L'Etat ouvrier de 1918 existait-il toujours ? La démocratie des soviets avait été, dans la pratique, détruite dans la guerre civile. Le Parti Communiste s'était « émancipé » du besoin d'avoir le soutien de la majorité de la classe ouvrière. Les soviets étaient devenus des organes d'approbation des décisions du parti. De plus, le processus de « militarisation » et de « commandement » dans le Parti Communiste s'était développé parallèlement, et pour les mêmes raisons.

Face à ces développements, « l'opposition ouvrière » du parti se révolta. Elle réclamait « l'autonomie » pour les syndicats, dénonçant le contrôle du parti et en appelant à une tradition de « contrôle ouvrier de la production » (une revendication du parti dans une période précédente). Si elles avaient été adoptées, ces mesures auraient abouti à la fin du régime - car la masse de la classe ouvrière était désormais décidément différente, pour ne pas dire anti-bolchevique. C'était aussi, de plus en plus, le cas de la paysannerie, qui constituait la grande majorité de la population. La « démocratie » dans ces conditions ne pouvait que signifier la contre-révolution - et une dictature d'extrême droite.

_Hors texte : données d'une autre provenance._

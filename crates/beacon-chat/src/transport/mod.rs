//! The remote `ask` endpoint, behind a trait so the session can be
//! driven by a fake in tests.

mod http;

use async_trait::async_trait;
use serde::{Deserialize, Serialize};

use crate::{HistoryEntry, Message};

pub use http::{HttpTransport, ASK_PATH};

/// Body of `POST /api/chat/ask`.
#[derive(Debug, Clone, PartialEq, Eq, Serialize, Deserialize)]
pub struct AskRequest {
    pub message: String,
    pub history: Vec<HistoryEntry>,
}

impl AskRequest {
    /// Build a request from the new text and everything said before it.
    pub fn new(message: impl Into<String>, prior: &[Message]) -> Self {
        Self {
            message: message.into(),
            history: prior.iter().map(HistoryEntry::from).collect(),
        }
    }
}

/// Transport-level failure of one ask.
#[derive(Debug, Clone, PartialEq, Eq, thiserror::Error)]
pub enum TransportError {
    #[error("HTTP {status}")]
    Http { status: u16, detail: Option<String> },
    #[error("network error: {0}")]
    Network(String),
}

#[async_trait]
pub trait AskTransport: Send + Sync {
    /// Send one ask and return the non-empty reply text.
    async fn ask(&self, request: &AskRequest) -> Result<String, TransportError>;
}
//! Store error model.

use recordkit_core::ExternalId;
use thiserror::Error;

/// Result type used across the store layer.
pub type StoreResult<T> = Result<T, StoreError>;

/// Record store operation error.
///
/// These are infrastructure errors (uniqueness, addressing, key ledger) as
/// opposed to the convention's own [`recordkit_core::CoreError`].
#[derive(Debug, Error, Clone, PartialEq, Eq)]
pub enum StoreError {
    /// Uniqueness violation on the public identifier. Fatal to the operation;
    /// surfaced unchanged to the caller.
    #[error("duplicate external id: {0}")]
    DuplicateExternalId(ExternalId),

    /// The addressed record does not exist.
    #[error("record not found")]
    NotFound,

    /// Key-ledger inconsistency (e.g. a surrogate key bound outside insert).
    #[error("conflict: {0}")]
    Conflict(String),
}

impl StoreError {
    pub fn conflict(msg: impl Into<String>) -> Self {
        Self::Conflict(msg.into())
    }
}
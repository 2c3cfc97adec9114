//! Core error model.

use thiserror::Error;

/// Result type used across the convention layer.
pub type CoreResult<T> = Result<T, CoreError>;

/// Errors the convention itself can produce.
///
/// Keep this focused on what this crate owns. Storage failures (uniqueness
/// violations, missing records) belong to the store layer.
#[derive(Debug, Error, Clone, PartialEq, Eq)]
pub enum CoreError {
    /// An identifier was invalid (e.g. parse failure).
    #[error("invalid identifier: {0}")]
    InvalidId(String),
}

impl CoreError {
    pub fn invalid_id(msg: impl Into<String>) -> Self {
        Self::InvalidId(msg.into())
    }
}
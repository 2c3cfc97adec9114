//! In-memory record stores.
//!
//! Intended for tests/dev. Not optimized for performance.

use std::collections::HashMap;
use std::sync::RwLock;

use recordkit_core::{
    AuditStamps, Clock, ExternalId, SequencedRecord, SurrogateKey, SystemClock, UuidRecord,
};
use tracing::{debug, warn};

use crate::error::{StoreError, StoreResult};
use crate::record_store::RecordStore;

/// In-memory store for uuid-primary records ([`UuidRecord`]).
///
/// Records are keyed by their `external_id` alone; there is no surrogate
/// ledger. The injected clock drives both stamping moments.
#[derive(Debug)]
pub struct InMemoryStore<R, C = SystemClock> {
    records: RwLock<HashMap<ExternalId, R>>,
    clock: C,
}

impl<R> InMemoryStore<R> {
    pub fn new() -> Self {
        Self::with_clock(SystemClock)
    }
}

impl<R> Default for InMemoryStore<R> {
    fn default() -> Self {
        Self::new()
    }
}

impl<R, C> InMemoryStore<R, C> {
    pub fn with_clock(clock: C) -> Self {
        Self {
            records: RwLock::new(HashMap::new()),
            clock,
        }
    }
}

impl<R, C> RecordStore<R> for InMemoryStore<R, C>
where
    R: UuidRecord + Clone + Send + Sync + 'static,
    C: Clock,
{
    fn insert(&self, mut record: R) -> StoreResult<R> {
        let id = record.external_id();

        let mut records = self
            .records
            .write()
            .map_err(|_| StoreError::conflict("lock poisoned"))?;

        if records.contains_key(&id) {
            warn!(%id, "insert rejected: duplicate external id");
            return Err(StoreError::DuplicateExternalId(id));
        }

        // First durable write: construction-time stamps are overwritten here.
        *record.audit_mut() = AuditStamps::stamp(self.clock.now());
        records.insert(id, record.clone());
        debug!(%id, "record inserted");

        Ok(record)
    }

    fn update(&self, mut record: R) -> StoreResult<R> {
        let id = record.external_id();

        let mut records = self
            .records
            .write()
            .map_err(|_| StoreError::conflict("lock poisoned"))?;

        // Stamps come from the stored copy, so a stale caller-side record
        // cannot rewind created_at or updated_at.
        let mut stamps = *records.get(&id).ok_or(StoreError::NotFound)?.audit();
        stamps.touch(self.clock.now());
        *record.audit_mut() = stamps;

        records.insert(id, record.clone());
        debug!(%id, "record updated");

        Ok(record)
    }

    fn get(&self, id: ExternalId) -> Option<R> {
        let records = self.records.read().ok()?;
        records.get(&id).cloned()
    }

    fn remove(&self, id: ExternalId) -> StoreResult<R> {
        let mut records = self
            .records
            .write()
            .map_err(|_| StoreError::conflict("lock poisoned"))?;

        let record = records.remove(&id).ok_or(StoreError::NotFound)?;
        debug!(%id, "record removed");

        Ok(record)
    }

    fn list(&self) -> Vec<R> {
        match self.records.read() {
            Ok(map) => map.values().cloned().collect(),
            Err(_) => vec![],
        }
    }
}

#[derive(Debug)]
struct SequencedState<R> {
    records: HashMap<ExternalId, R>,
    by_key: HashMap<SurrogateKey, ExternalId>,
    next_key: i64,
}

/// In-memory store for surrogate-primary records ([`SequencedRecord`]).
///
/// `insert` binds the next sequential [`SurrogateKey`] (strictly increasing,
/// starting at 1) and maintains a secondary index so records resolve by
/// either key.
#[derive(Debug)]
pub struct InMemorySequencedStore<R, C = SystemClock> {
    inner: RwLock<SequencedState<R>>,
    clock: C,
}

impl<R> InMemorySequencedStore<R> {
    pub fn new() -> Self {
        Self::with_clock(SystemClock)
    }
}

impl<R> Default for InMemorySequencedStore<R> {
    fn default() -> Self {
        Self::new()
    }
}

impl<R, C> InMemorySequencedStore<R, C> {
    pub fn with_clock(clock: C) -> Self {
        Self {
            inner: RwLock::new(SequencedState {
                records: HashMap::new(),
                by_key: HashMap::new(),
                next_key: 1,
            }),
            clock,
        }
    }
}

impl<R, C> InMemorySequencedStore<R, C>
where
    R: SequencedRecord + Clone + Send + Sync + 'static,
    C: Clock,
{
    /// Lookup by storage-assigned surrogate key.
    pub fn get_by_key(&self, key: SurrogateKey) -> Option<R> {
        let state = self.inner.read().ok()?;
        let id = state.by_key.get(&key)?;
        state.records.get(id).cloned()
    }
}

impl<R, C> RecordStore<R> for InMemorySequencedStore<R, C>
where
    R: SequencedRecord + Clone + Send + Sync + 'static,
    C: Clock,
{
    fn insert(&self, mut record: R) -> StoreResult<R> {
        let id = record.external_id();

        // The key slot belongs to this store; a pre-bound key means the
        // record went through some other ledger.
        if let Some(key) = record.surrogate_key() {
            return Err(StoreError::conflict(format!(
                "surrogate key {key} already bound before first insert"
            )));
        }

        let mut state = self
            .inner
            .write()
            .map_err(|_| StoreError::conflict("lock poisoned"))?;

        if state.records.contains_key(&id) {
            warn!(%id, "insert rejected: duplicate external id");
            return Err(StoreError::DuplicateExternalId(id));
        }

        let key = SurrogateKey::from_raw(state.next_key);
        state.next_key += 1;

        record.bind_surrogate_key(key);
        *record.audit_mut() = AuditStamps::stamp(self.clock.now());

        state.by_key.insert(key, id);
        state.records.insert(id, record.clone());
        debug!(%id, %key, "record inserted");

        Ok(record)
    }

    fn update(&self, mut record: R) -> StoreResult<R> {
        let id = record.external_id();

        let mut state = self
            .inner
            .write()
            .map_err(|_| StoreError::conflict("lock poisoned"))?;

        let (stored_key, mut stamps) = {
            let stored = state.records.get(&id).ok_or(StoreError::NotFound)?;
            (stored.surrogate_key(), *stored.audit())
        };

        // The binding is permanent; an update carrying a different key is a
        // ledger inconsistency, not a rebind request.
        if record.surrogate_key() != stored_key {
            return Err(StoreError::conflict("surrogate key mismatch on update"));
        }

        stamps.touch(self.clock.now());
        *record.audit_mut() = stamps;

        state.records.insert(id, record.clone());
        debug!(%id, "record updated");

        Ok(record)
    }

    fn get(&self, id: ExternalId) -> Option<R> {
        let state = self.inner.read().ok()?;
        state.records.get(&id).cloned()
    }

    fn remove(&self, id: ExternalId) -> StoreResult<R> {
        let mut state = self
            .inner
            .write()
            .map_err(|_| StoreError::conflict("lock poisoned"))?;

        let record = state.records.remove(&id).ok_or(StoreError::NotFound)?;
        if let Some(key) = record.surrogate_key() {
            state.by_key.remove(&key);
        }
        debug!(%id, "record removed");

        Ok(record)
    }

    fn list(&self) -> Vec<R> {
        match self.inner.read() {
            Ok(state) => state.records.values().cloned().collect(),
            Err(_) => vec![],
        }
    }
}
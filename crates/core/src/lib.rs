//! `recordkit-core` — identity & audit conventions for persisted records.
//!
//! This crate contains **pure data shape** (no storage, no I/O). Stamping and
//! key assignment are performed by a store at well-defined moments; nothing
//! here fires implicitly.

pub mod audit;
pub mod clock;
pub mod error;
pub mod id;
pub mod record;

pub use audit::AuditStamps;
pub use clock::{Clock, ManualClock, SystemClock};
pub use error::{CoreError, CoreResult};
pub use id::{ExternalId, SurrogateKey};
pub use record::{Audited, Identified, SequencedRecord, SurrogateKeyed, UuidRecord};
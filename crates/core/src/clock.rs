//! Wall-clock abstraction.
//!
//! The convention consumes time, it does not manage it: NTP, monotonicity of
//! the host clock and timezone handling stay with the process. Stores take a
//! [`Clock`] so stamping is deterministic under test.

use std::sync::Arc;
use std::sync::atomic::{AtomicI64, Ordering};

use chrono::{DateTime, Duration, Utc};

/// Current-wall-clock-time source.
pub trait Clock: Send + Sync {
    fn now(&self) -> DateTime<Utc>;
}

impl<C> Clock for Arc<C>
where
    C: Clock + ?Sized,
{
    fn now(&self) -> DateTime<Utc> {
        (**self).now()
    }
}

/// Production clock backed by the system time.
#[derive(Debug, Clone, Copy, Default)]
pub struct SystemClock;

impl Clock for SystemClock {
    fn now(&self) -> DateTime<Utc> {
        Utc::now()
    }
}

/// Settable clock for deterministic tests.
///
/// Stores the current instant as epoch microseconds, so it can be shared and
/// advanced without locking.
#[derive(Debug)]
pub struct ManualClock {
    micros: AtomicI64,
}

impl ManualClock {
    pub fn starting_at(now: DateTime<Utc>) -> Self {
        Self {
            micros: AtomicI64::new(now.timestamp_micros()),
        }
    }

    pub fn set(&self, now: DateTime<Utc>) {
        self.micros.store(now.timestamp_micros(), Ordering::SeqCst);
    }

    pub fn advance(&self, delta: Duration) {
        self.micros
            .fetch_add(delta.num_microseconds().unwrap_or(0), Ordering::SeqCst);
    }
}

impl Clock for ManualClock {
    fn now(&self) -> DateTime<Utc> {
        DateTime::from_timestamp_micros(self.micros.load(Ordering::SeqCst))
            .unwrap_or(DateTime::UNIX_EPOCH)
    }
}
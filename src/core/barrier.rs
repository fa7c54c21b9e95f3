use std::sync::{
    Arc, Mutex,
    atomic::{AtomicUsize, Ordering},
};

use tokio::sync::mpsc::UnboundedSender;
use tracing::debug;

use crate::core::types::BlockResult;

/// Countdown of live workers that owns the result stream's original sender.
///
/// The arrival that brings the count to zero drops the sender. Once every worker's
/// clone is gone as well, the aggregator's receiver observes the stream as closed.
pub struct CompletionBarrier {
    live: AtomicUsize,
    results: Mutex<Option<UnboundedSender<BlockResult>>>,
}

impl CompletionBarrier {
    pub fn new(workers: usize, results: UnboundedSender<BlockResult>) -> Self {
        let results = if workers == 0 { None } else { Some(results) };
        Self {
            live: AtomicUsize::new(workers),
            results: Mutex::new(results),
        }
    }

    /// Workers that have not exited yet
    pub fn live(&self) -> usize {
        self.live.load(Ordering::Acquire)
    }

    /// Sender clone for a new worker, `None` once the stream was closed
    fn sender(&self) -> Option<UnboundedSender<BlockResult>> {
        self.results
            .lock()
            .ok()
            .and_then(|slot| slot.as_ref().cloned())
    }

    fn arrive(&self) {
        let previous = self.live.fetch_sub(1, Ordering::AcqRel);
        if previous == 1 {
            if let Ok(mut slot) = self.results.lock() {
                slot.take();
            }
            debug!("All workers exited, result stream closed");
        }
    }
}

/// Per-worker handle on the result stream.
///
/// Dropping the slot releases the worker's sender and then arrives at the barrier, so a
/// worker that panics is still counted.
pub struct WorkerSlot {
    results: Option<UnboundedSender<BlockResult>>,
    barrier: Arc<CompletionBarrier>,
}

impl WorkerSlot {
    pub fn new(barrier: Arc<CompletionBarrier>) -> Self {
        Self {
            results: barrier.sender(),
            barrier,
        }
    }

    /// Emit a result. Returns false when the aggregator is gone.
    pub fn send(&self, result: BlockResult) -> bool {
        match &self.results {
            Some(tx) => tx.send(result).is_ok(),
            None => false,
        }
    }
}

impl Drop for WorkerSlot {
    fn drop(&mut self) {
        self.results.take();
        self.barrier.arrive();
    }
}

#[cfg(test)]
mod tests {
    use super::*;
    use tokio::sync::mpsc;

    #[tokio::test]
    async fn last_arrival_closes_the_stream() {
        let (tx, mut rx) = mpsc::unbounded_channel();
        let barrier = Arc::new(CompletionBarrier::new(3, tx));

        let slots: Vec<_> = (0..3).map(|_| WorkerSlot::new(barrier.clone())).collect();
        assert_eq!(barrier.live(), 3);

        for (i, slot) in slots.iter().enumerate() {
            assert!(slot.send(BlockResult::failure(i as u64)));
        }

        let mut slots = slots.into_iter();
        drop(slots.next());
        drop(slots.next());
        assert_eq!(barrier.live(), 1);
        assert!(rx.try_recv().is_ok());

        drop(slots.next());
        assert_eq!(barrier.live(), 0);

        let mut drained = 1;
        while let Some(_) = rx.recv().await {
            drained += 1;
        }
        assert_eq!(drained, 3);
    }

    #[tokio::test]
    async fn stream_stays_open_while_a_worker_lives() {
        let (tx, mut rx) = mpsc::unbounded_channel();
        let barrier = Arc::new(CompletionBarrier::new(2, tx));
        let first = WorkerSlot::new(barrier.clone());
        let second = WorkerSlot::new(barrier.clone());

        drop(first);
        assert!(matches!(
            rx.try_recv(),
            Err(mpsc::error::TryRecvError::Empty)
        ));

        assert!(second.send(BlockResult::failure(9)));
        drop(second);
        assert_eq!(rx.recv().await.map(|r| r.block_number), Some(9));
        assert!(rx.recv().await.is_none());
    }

    #[test]
    fn panicking_worker_still_arrives() {
        let (tx, _rx) = mpsc::unbounded_channel();
        let barrier = Arc::new(CompletionBarrier::new(1, tx));
        let slot = WorkerSlot::new(barrier.clone());

        let outcome = std::panic::catch_unwind(std::panic::AssertUnwindSafe(move || {
            let _slot = slot;
            panic!("worker blew up");
        }));

        assert!(outcome.is_err());
        assert_eq!(barrier.live(), 0);
    }

    #[test]
    fn send_fails_after_receiver_dropped() {
        let (tx, rx) = mpsc::unbounded_channel();
        let barrier = Arc::new(CompletionBarrier::new(1, tx));
        let slot = WorkerSlot::new(barrier);
        drop(rx);
        assert!(!slot.send(BlockResult::failure(1)));
    }
}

Le parti avait été contraint de se substituer à une classe ouvrière en voie de disparition, et dans le parti les corps de direction avaient de plus en plus raffermi leur autorité sur des effectifs en augmentation mais mal assortis. Le PCR avait, en chiffre arrondis, 115 000 membres au début de 1918, 313 000 au début de 1919, 650 000 à l'été de 1921 - parmi lesquels les ouvriers d'usine diminuaient comme peau de chagrin.

Le parti était devenu le fondé de pouvoir d'une classe ouvrière qui, d'une façon qu'on souhaitait temporaire, était devenue incapable de diriger ses propres affaires. Mais le parti lui-même n'était pas épargné par les forces sociales très puissantes générées par le déclin industriel, la productivité du travail en baisse, l'arriération culturelle et la barbarie. En fait, pour que le parti puisse jouer le rôle de « fondé de pouvoir » il était nécessaire de priver la masse de ses adhérents de toute décision dans la conduite des évènements - car ils étaient eux aussi devenus le reflet de l'arriération de la Russie et du déclin de la classe ouvrière.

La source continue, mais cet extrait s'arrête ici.